Provide the number of lines below that include "against", without any other words.

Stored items
══════

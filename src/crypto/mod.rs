///////////////////////////////////////////////////////////////////////////////
//
//  Copyright 2018-2025 Robonomics Network <research@robonomics.network>
//
//  Licensed under the Apache License, Version 2.0 (the "License");
//  you may not use this file except in compliance with the License.
//  You may obtain a copy of the License at
//
//      http://www.apache.org/licenses/LICENSE-2.0
//
//  Unless required by applicable law or agreed to in writing, software
//  distributed under the License is distributed on an "AS IS" BASIS,
//  WITHOUT WARRANTIES OR CONDITIONS OF ANY KIND, either express or implied.
//  See the License for the specific language governing permissions and
//  limitations under the License.
//
///////////////////////////////////////////////////////////////////////////////
//! Key management and RSA-OAEP envelope sealing.
//!
//! # Cryptographic architecture
//!
//! 1. **Key pairs**: 2048-bit RSA, public half SPKI/PEM, private half
//!    PKCS8/PEM ([`keys`]).
//! 2. **Sealing**: serialized envelopes are encrypted directly with
//!    RSA-OAEP/SHA-1 under the recipient's public key and transported as
//!    base64 text ([`seal`]).
//!
//! Direct RSA gives confidentiality in transit but not authenticity: the
//! public key is, by definition, public, so any holder can produce a validly
//! checksummed envelope. The envelope checksum guards against corruption,
//! not against a capable adversary.

pub mod keys;
pub mod seal;

pub use keys::{KeyPair, PrivateKey, PublicKey, RSA_BITS};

══════

### Task answer
2